Fickel explained to Henderson’s class the types of activities she would like her students to be able to do independently. Within a month, the project was complete. Henderson’s students designed a portable, multi-purpose two-sided board.  One side is a white board for writing and drawing. The other side contains Velcro and movable clips.
“It’s light-weight, easy to store, and I can roll it to the student or they can wheel up under it.  It’s perfect,” Fickel said.

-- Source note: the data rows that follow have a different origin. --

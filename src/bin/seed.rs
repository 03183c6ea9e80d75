use storefront_api::{
    config::{StorageConfig, StorageMode},
    models::{NewSetting, NewUser, Role, UserStatus},
    services::auth_service::{
        REGISTRATION_DAILY_LIMIT_KEY, REGISTRATION_ENABLED_KEY, hash_password,
    },
    store::{DataStore, memory::demo_catalog},
};
use uuid::Uuid;

#[tokio::main]
async fn main() -> anyhow::Result<()> {
    dotenvy::dotenv().ok();
    tracing_subscriber::fmt()
        .with_env_filter(
            tracing_subscriber::EnvFilter::try_from_default_env()
                .unwrap_or_else(|_| "info".into()),
        )
        .init();

    let storage = StorageConfig {
        allow_memory_fallback: false,
        ..StorageConfig::from_env()
    };
    if storage.storage_mode() == StorageMode::Memory {
        tracing::warn!("cloud backend not configured; memory data is lost when this process exits");
    }
    let store = DataStore::connect(&storage).await?;

    let admin_id = ensure_user(&store, "admin@example.com", "admin12345", Role::Admin).await?;
    let user_id = ensure_user(&store, "user@example.com", "user12345", Role::User).await?;
    seed_products(&store).await?;
    seed_settings(&store).await?;

    println!("Seed completed. Admin ID: {admin_id}, User ID: {user_id}");
    Ok(())
}

async fn ensure_user(
    store: &DataStore,
    email: &str,
    password: &str,
    role: Role,
) -> anyhow::Result<Uuid> {
    if let Some(existing) = store.users().find_user_by_email(email).await? {
        println!("User {email} already present");
        return Ok(existing.id);
    }

    let password_hash = hash_password(password).map_err(|e| anyhow::anyhow!(e.to_string()))?;
    let user = store
        .users()
        .create_user(NewUser {
            email: email.to_string(),
            username: email.split('@').next().unwrap_or(email).to_string(),
            password_hash,
            role,
            status: UserStatus::Active,
        })
        .await?;

    println!("Ensured user {email} (role={})", role.as_str());
    Ok(user.id)
}

async fn seed_products(store: &DataStore) -> anyhow::Result<()> {
    let existing: Vec<String> = store
        .products()
        .list_products()
        .await?
        .into_iter()
        .map(|p| p.name)
        .collect();

    let mut created = 0;
    for product in demo_catalog() {
        if existing.contains(&product.name) {
            continue;
        }
        store.products().create_product(product).await?;
        created += 1;
    }

    println!("Seeded {created} products");
    Ok(())
}

async fn seed_settings(store: &DataStore) -> anyhow::Result<()> {
    let defaults = [
        ("site_name", "Storefront", "general", true),
        (REGISTRATION_ENABLED_KEY, "true", "registration", false),
        (REGISTRATION_DAILY_LIMIT_KEY, "0", "registration", false),
    ];
    for (key, value, category, is_public) in defaults {
        if store.settings().get_setting(key).await?.is_some() {
            continue;
        }
        store
            .settings()
            .upsert_setting(NewSetting {
                key: key.to_string(),
                value: value.to_string(),
                category: category.to_string(),
                is_public,
            })
            .await?;
    }

    println!("Seeded settings");
    Ok(())
}
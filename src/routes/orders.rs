use axum::{
    Json, Router,
    extract::State,
    routing::get,
};
use uuid::Uuid;

use crate::{
    dto::orders::{CreateOrderRequest, OrderList, UpdateOrderRequest},
    error::AppResult,
    middleware::{auth::RequestContext, json::{AppJson, AppPath, AppQuery}},
    models::Order,
    response::ApiResponse,
    routes::params::OrderListQuery,
    services::order_service,
    state::AppState,
};

pub fn router() -> Router<AppState> {
    Router::new()
        .route("/", get(list_orders).post(create_order))
        .route(
            "/{id}",
            get(get_order).put(update_order).delete(delete_order),
        )
}

#[utoipa::path(
    get,
    path = "/api/orders",
    params(OrderListQuery),
    responses(
        (status = 200, description = "Own orders, or every order for admins", body = ApiResponse<OrderList>),
        (status = 401, description = "Unauthorized")
    ),
    tag = "Orders"
)]
pub async fn list_orders(
    State(state): State<AppState>,
    ctx: RequestContext,
    AppQuery(query): AppQuery<OrderListQuery>,
) -> AppResult<Json<ApiResponse<OrderList>>> {
    let resp = order_service::list_orders(&state, &ctx, query).await?;
    Ok(Json(resp))
}

#[utoipa::path(
    post,
    path = "/api/orders",
    request_body = CreateOrderRequest,
    responses(
        (status = 200, description = "Order placed and stock reserved", body = ApiResponse<Order>),
        (status = 400, description = "Empty order, unknown product or insufficient stock")
    ),
    tag = "Orders"
)]
pub async fn create_order(
    State(state): State<AppState>,
    ctx: RequestContext,
    AppJson(payload): AppJson<CreateOrderRequest>,
) -> AppResult<Json<ApiResponse<Order>>> {
    let resp = order_service::create_order(&state, &ctx, payload).await?;
    Ok(Json(resp))
}

#[utoipa::path(
    get,
    path = "/api/orders/{id}",
    params(
        ("id" = Uuid, Path, description = "Order ID")
    ),
    responses(
        (status = 200, description = "Order with its lines", body = ApiResponse<Order>),
        (status = 404, description = "Order not found")
    ),
    tag = "Orders"
)]
pub async fn get_order(
    State(state): State<AppState>,
    ctx: RequestContext,
    AppPath(id): AppPath<Uuid>,
) -> AppResult<Json<ApiResponse<Order>>> {
    let resp = order_service::get_order(&state, &ctx, id).await?;
    Ok(Json(resp))
}

#[utoipa::path(
    put,
    path = "/api/orders/{id}",
    params(
        ("id" = Uuid, Path, description = "Order ID")
    ),
    request_body = UpdateOrderRequest,
    responses(
        (status = 200, description = "Updated order (admin only)", body = ApiResponse<Order>),
        (status = 403, description = "Admin only"),
        (status = 404, description = "Order not found")
    ),
    tag = "Orders"
)]
pub async fn update_order(
    State(state): State<AppState>,
    ctx: RequestContext,
    AppPath(id): AppPath<Uuid>,
    AppJson(payload): AppJson<UpdateOrderRequest>,
) -> AppResult<Json<ApiResponse<Order>>> {
    let resp = order_service::update_order(&state, &ctx, id, payload).await?;
    Ok(Json(resp))
}

#[utoipa::path(
    delete,
    path = "/api/orders/{id}",
    params(
        ("id" = Uuid, Path, description = "Order ID")
    ),
    responses(
        (status = 200, description = "Deleted order (admin only)"),
        (status = 403, description = "Admin only"),
        (status = 404, description = "Order not found")
    ),
    tag = "Orders"
)]
pub async fn delete_order(
    State(state): State<AppState>,
    ctx: RequestContext,
    AppPath(id): AppPath<Uuid>,
) -> AppResult<Json<ApiResponse<serde_json::Value>>> {
    let resp = order_service::delete_order(&state, &ctx, id).await?;
    Ok(Json(resp))
}
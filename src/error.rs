use axum::{
    http::StatusCode,
    response::{IntoResponse, Response},
};
use serde::Serialize;
use thiserror::Error;

use crate::{
    response::{ApiResponse, Meta},
    store::StoreError,
};

#[derive(Debug, Error)]
pub enum AppError {
    #[error("Not Found")]
    NotFound,

    #[error("Bad Request: {0}")]
    BadRequest(String),

    #[error("Unauthorized: {0}")]
    Unauthorized(String),

    #[error("Forbidden")]
    Forbidden,

    #[error("Registration is currently disabled")]
    RegistrationDisabled,

    #[error("Daily registration limit of {limit} reached, please try again tomorrow")]
    QuotaExceeded { limit: u64 },

    #[error("Storage error")]
    Store(#[source] StoreError),

    #[error("Internal Server Error")]
    Internal(#[from] anyhow::Error),
}

impl From<StoreError> for AppError {
    fn from(err: StoreError) -> Self {
        match err {
            StoreError::InvalidInput(msg) | StoreError::Conflict(msg) => AppError::BadRequest(msg),
            err @ (StoreError::UnknownProduct(_) | StoreError::InsufficientStock { .. }) => {
                AppError::BadRequest(err.to_string())
            }
            other => AppError::Store(other),
        }
    }
}

#[derive(Serialize)]
struct ErrorData {
    error: String,
}

impl AppError {
    pub fn status(&self) -> StatusCode {
        match self {
            AppError::NotFound => StatusCode::NOT_FOUND,
            AppError::BadRequest(_) => StatusCode::BAD_REQUEST,
            AppError::Unauthorized(_) => StatusCode::UNAUTHORIZED,
            AppError::Forbidden | AppError::RegistrationDisabled => StatusCode::FORBIDDEN,
            AppError::QuotaExceeded { .. } => StatusCode::TOO_MANY_REQUESTS,
            AppError::Store(_) | AppError::Internal(_) => StatusCode::INTERNAL_SERVER_ERROR,
        }
    }
}

impl IntoResponse for AppError {
    fn into_response(self) -> Response {
        let status = self.status();
        match &self {
            AppError::Store(err) => tracing::error!(error = %err, "storage failure"),
            AppError::Internal(err) => tracing::error!(error = %err, "internal failure"),
            _ => {}
        }

        let message = self.to_string();
        let body = ApiResponse {
            message: message.clone(),
            data: Some(ErrorData { error: message }),
            meta: Some(Meta::empty()),
        };

        (status, axum::Json(body)).into_response()
    }
}

pub type AppResult<T> = Result<T, AppError>;
use serde::{Deserialize, Serialize};
use utoipa::{IntoParams, ToSchema};
use uuid::Uuid;

use crate::models::{CartItem, Product};

fn one() -> i32 {
    1
}

#[derive(Debug, Deserialize, ToSchema)]
pub struct AddToCartRequest {
    pub product_id: Uuid,
    #[serde(default = "one")]
    pub quantity: i32,
}

#[derive(Debug, Deserialize, ToSchema)]
pub struct UpdateCartItemRequest {
    pub id: Uuid,
    pub quantity: i32,
}

#[derive(Debug, Deserialize, IntoParams)]
#[into_params(parameter_in = Query)]
pub struct RemoveCartQuery {
    /// Cart item to remove; omit to clear the whole cart.
    pub id: Option<Uuid>,
}

#[derive(Debug, Serialize, ToSchema)]
pub struct CartLine {
    #[serde(flatten)]
    pub item: CartItem,
    /// `None` when the product has since been removed from the catalog.
    pub product: Option<Product>,
    pub line_total: i64,
}

#[derive(Debug, Serialize, ToSchema)]
pub struct CartView {
    pub items: Vec<CartLine>,
    pub total_amount: i64,
}
use sea_orm::entity::prelude::*;

#[derive(Clone, Debug, PartialEq, DeriveEntityModel)]
#[sea_orm(table_name = "products")]
pub struct Model {
    #[sea_orm(primary_key)]
    pub id: Uuid,
    pub name: String,
    pub description: Option<String>,
    pub price: i64,
    pub image_url: Option<String>,
    pub category: String,
    pub stock: i32,
    pub created_at: DateTimeWithTimeZone,
    pub updated_at: DateTimeWithTimeZone,
}

#[derive(Copy, Clone, Debug, EnumIter, DeriveRelation)]
pub enum Relation {}

impl ActiveModelBehavior for ActiveModel {}
fn product_from_fields(fields: NewProduct, now: DateTime<Utc>) -> Product {
    Product {
        id: Uuid::new_v4(),
        name: fields.name,
        description: fields.description,
        price: fields.price,
        image_url: fields.image_url,
        category: fields.category,
        stock: fields.stock,
        created_at: now,
        updated_at: now,
    }
}

#[async_trait]
impl Backend for MemoryBackend {
    fn name(&self) -> &'static str {
        "memory"
    }

    async fn ping(&self) -> StoreResult<()> {
        Ok(())
    }
}

#[async_trait]
impl ProductStore for MemoryBackend {
    async fn list_products(&self) -> StoreResult<Vec<Product>> {
        let tables = self.tables.read().await;
        Ok(tables.products.iter().rev().cloned().collect())
    }

    async fn get_product(&self, id: Uuid) -> StoreResult<Option<Product>> {
        let tables = self.tables.read().await;
        Ok(tables.products.iter().find(|p| p.id == id).cloned())
    }

    async fn create_product(&self, fields: NewProduct) -> StoreResult<Product> {
        let product = product_from_fields(fields, Utc::now());
        self.tables.write().await.products.push(product.clone());
        Ok(product)
    }

    async fn update_product(&self, id: Uuid, patch: ProductPatch) -> StoreResult<Option<Product>> {
        let mut tables = self.tables.write().await;
        let Some(product) = tables.products.iter_mut().find(|p| p.id == id) else {
            return Ok(None);
        };
        if let Some(name) = patch.name {
            product.name = name;
        }
        if let Some(description) = patch.description {
            product.description = Some(description);
        }
        if let Some(price) = patch.price {
            product.price = price;
        }
        if let Some(image_url) = patch.image_url {
            product.image_url = Some(image_url);
        }
        if let Some(category) = patch.category {
            product.category = category;
        }
        if let Some(stock) = patch.stock {
            product.stock = stock;
        }
        product.updated_at = Utc::now();
        Ok(Some(product.clone()))
    }

    async fn delete_product(&self, id: Uuid) -> StoreResult<bool> {
        let mut tables = self.tables.write().await;
        let before = tables.products.len();
        tables.products.retain(|p| p.id != id);
        let removed = tables.products.len() != before;
        if removed {
            tables.cart_items.retain(|c| c.product_id != id);
        }
        Ok(removed)
    }
}

#[async_trait]
impl UserStore for MemoryBackend {
    async fn list_users(&self) -> StoreResult<Vec<User>> {
        let tables = self.tables.read().await;
        Ok(tables.users.iter().rev().cloned().collect())
    }

    async fn get_user(&self, id: Uuid) -> StoreResult<Option<User>> {
        let tables = self.tables.read().await;
        Ok(tables.users.iter().find(|u| u.id == id).cloned())
    }

    async fn find_user_by_email(&self, email: &str) -> StoreResult<Option<User>> {
        let tables = self.tables.read().await;
        Ok(tables
            .users
            .iter()
            .find(|u| u.email.eq_ignore_ascii_case(email))
            .cloned())
    }

    async fn create_user(&self, fields: NewUser) -> StoreResult<User> {
        let mut tables = self.tables.write().await;
        if tables
            .users
            .iter()
            .any(|u| u.email.eq_ignore_ascii_case(&fields.email))
        {
            return Err(StoreError::Conflict("Email is already taken".into()));
        }
        let now = Utc::now();
        let user = User {
            id: Uuid::new_v4(),
            email: fields.email,
            username: fields.username,
            password_hash: fields.password_hash,
            role: fields.role,
            status: fields.status,
            created_at: now,
            updated_at: now,
        };
        tables.users.push(user.clone());
        Ok(user)
    }

    async fn update_user(&self, id: Uuid, patch: UserPatch) -> StoreResult<Option<User>> {
        let mut tables = self.tables.write().await;
        let Some(user) = tables.users.iter_mut().find(|u| u.id == id) else {
            return Ok(None);
        };
        if let Some(username) = patch.username {
            user.username = username;
        }
        if let Some(password_hash) = patch.password_hash {
            user.password_hash = password_hash;
        }
        if let Some(role) = patch.role {
            user.role = role;
        }
        if let Some(status) = patch.status {
            user.status = status;
        }
        user.updated_at = Utc::now();
        Ok(Some(user.clone()))
    }

    async fn delete_user(&self, id: Uuid) -> StoreResult<bool> {
        let mut tables = self.tables.write().await;
        let before = tables.users.len();
        tables.users.retain(|u| u.id != id);
        let removed = tables.users.len() != before;
        if removed {
            tables.cart_items.retain(|c| c.user_id != id);
            tables.orders.retain(|o| o.user_id != id);
        }
        Ok(removed)
    }

    async fn count_users(&self) -> StoreResult<u64> {
        Ok(self.tables.read().await.users.len() as u64)
    }

    async fn count_users_created_since(&self, since: DateTime<Utc>) -> StoreResult<u64> {
        let tables = self.tables.read().await;
        Ok(tables.users.iter().filter(|u| u.created_at >= since).count() as u64)
    }
}

#[async_trait]
impl CartStore for MemoryBackend {
    async fn get_cart_items(&self, user_id: Uuid) -> StoreResult<Vec<CartItem>> {
        let tables = self.tables.read().await;
        Ok(tables
            .cart_items
            .iter()
            .filter(|c| c.user_id == user_id)
            .cloned()
            .collect())
    }

    async fn get_cart_item(&self, id: Uuid) -> StoreResult<Option<CartItem>> {
        let tables = self.tables.read().await;
        Ok(tables.cart_items.iter().find(|c| c.id == id).cloned())
    }

    async fn add_to_cart(
        &self,
        user_id: Uuid,
        product_id: Uuid,
        quantity: i32,
    ) -> StoreResult<CartItem> {
        let mut tables = self.tables.write().await;
        if let Some(item) = tables
            .cart_items
            .iter_mut()
            .find(|c| c.user_id == user_id && c.product_id == product_id)
        {
            item.quantity = item
                .quantity
                .checked_add(quantity)
                .ok_or_else(|| StoreError::InvalidInput("Quantity is too large".into()))?;
            return Ok(item.clone());
        }
        let item = CartItem {
            id: Uuid::new_v4(),
            user_id,
            product_id,
            quantity,
            created_at: Utc::now(),
        };
        tables.cart_items.push(item.clone());
        Ok(item)
    }

    async fn update_cart_item(&self, id: Uuid, quantity: i32) -> StoreResult<Option<CartItem>> {
        let mut tables = self.tables.write().await;
        Ok(tables.cart_items.iter_mut().find(|c| c.id == id).map(|item| {
            item.quantity = quantity;
            item.clone()
        }))
    }

    async fn remove_from_cart(&self, id: Uuid) -> StoreResult<bool> {
        let mut tables = self.tables.write().await;
        let before = tables.cart_items.len();
        tables.cart_items.retain(|c| c.id != id);
        Ok(tables.cart_items.len() != before)
    }

    async fn clear_cart(&self, user_id: Uuid) -> StoreResult<u64> {
        let mut tables = self.tables.write().await;
        let before = tables.cart_items.len();
        tables.cart_items.retain(|c| c.user_id != user_id);
        Ok((before - tables.cart_items.len()) as u64)
    }
}

#[async_trait]
impl OrderStore for MemoryBackend {
    async fn list_orders(&self) -> StoreResult<Vec<Order>> {
        let tables = self.tables.read().await;
        Ok(tables.orders.iter().rev().cloned().collect())
    }

    async fn list_orders_for_user(&self, user_id: Uuid) -> StoreResult<Vec<Order>> {
        let tables = self.tables.read().await;
        Ok(tables
            .orders
            .iter()
            .rev()
            .filter(|o| o.user_id == user_id)
            .cloned()
            .collect())
    }

    async fn get_order(&self, id: Uuid) -> StoreResult<Option<Order>> {
        let tables = self.tables.read().await;
        Ok(tables.orders.iter().find(|o| o.id == id).cloned())
    }

    async fn create_order(
        &self,
        user_id: Uuid,
        items: Vec<NewOrderItem>,
        shipping_address: Option<String>,
    ) -> StoreResult<Order> {
        let lines = merge_order_lines(&items)?;
        let mut tables = self.tables.write().await;

        // Validate every line before touching stock.
        let mut priced = Vec::with_capacity(lines.len());
        let mut total_amount: i64 = 0;
        for line in &lines {
            let product = tables
                .products
                .iter()
                .find(|p| p.id == line.product_id)
                .ok_or(StoreError::UnknownProduct(line.product_id))?;
            if product.stock < line.quantity {
                return Err(StoreError::InsufficientStock {
                    product_id: product.id,
                    requested: line.quantity,
                    available: product.stock,
                });
            }
            total_amount = total_amount
                .checked_add(line_total(product.price, line.quantity)?)
                .ok_or_else(|| StoreError::InvalidInput("Order total overflows".into()))?;
            priced.push((*line, product.price));
        }

        let now = Utc::now();
        let order_id = Uuid::new_v4();
        let mut order_items = Vec::with_capacity(priced.len());
        for (line, price) in priced {
            if let Some(product) = tables.products.iter_mut().find(|p| p.id == line.product_id) {
                product.stock -= line.quantity;
                product.updated_at = now;
            }
            order_items.push(OrderItem {
                id: Uuid::new_v4(),
                order_id,
                product_id: line.product_id,
                quantity: line.quantity,
                price,
            });
        }

        let order = Order {
            id: order_id,
            user_id,
            status: OrderStatus::Pending,
            total_amount,
            shipping_address,
            items: order_items,
            created_at: now,
            updated_at: now,
        };
        tables.orders.push(order.clone());
        Ok(order)
    }

    async fn update_order(&self, id: Uuid, patch: OrderPatch) -> StoreResult<Option<Order>> {
        let mut tables = self.tables.write().await;
        let Some(order) = tables.orders.iter_mut().find(|o| o.id == id) else {
            return Ok(None);
        };
        if let Some(status) = patch.status {
            order.status = status;
        }
        if let Some(address) = patch.shipping_address {
            order.shipping_address = Some(address);
        }
        order.updated_at = Utc::now();
        Ok(Some(order.clone()))
    }

    async fn delete_order(&self, id: Uuid) -> StoreResult<bool> {
        let mut tables = self.tables.write().await;
        let before = tables.orders.len();
        tables.orders.retain(|o| o.id != id);
        Ok(tables.orders.len() != before)
    }
}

Brittany Hill is a student in Fickel’s class and the one who needed the board the most.
“Oh, man!” Brittany said, grinning, the first time she used it.
 “I really love the way I can attach an iPad to the board,” Fickel said. “The iPad is a highly motivating learning tool and now Brittany has to sit up straight and reach her arms out to use it. Her independence has increased tremendously.”
Fickel and Brittany were not the only ones to experience such satisfaction. Their excitement impacted Henderson’s students as well.
“Designing and building this equipment helps them understand students with special needs. They feel a connection. They can make a difference,” Henderson said.
Such design projects could easily lead to a career one day. Nursing homes and assisted living facilities are always in need of equipment to aid the safety and independence of their patients.
Henderson’s technology program is career focused. One previous student went on to be mechanic for the U.S. Air Force and plans to become a pilot.
Another was a mechanical engineering student at UK and is now an engineering consultant in Australia.  Two former students are employed as information technology specialists for Humana. Another former student does mechanical drawings for military equipment and weapons.
One of the school district’s technicians is former student Kyle Murphy, who was part of Henderson’s Student Technology Leadership Program, or STLP. These students receive hands-on experience by helping solve various computer problems in the school. Murphy, who went on to earn a degree from ITT, said the program helped jumpstart his career.
“My job is to lay the foundation, provide basic skills, and point them down various career pathways,” Henderson said. “The most rewarding part of the job is learning that they made it.”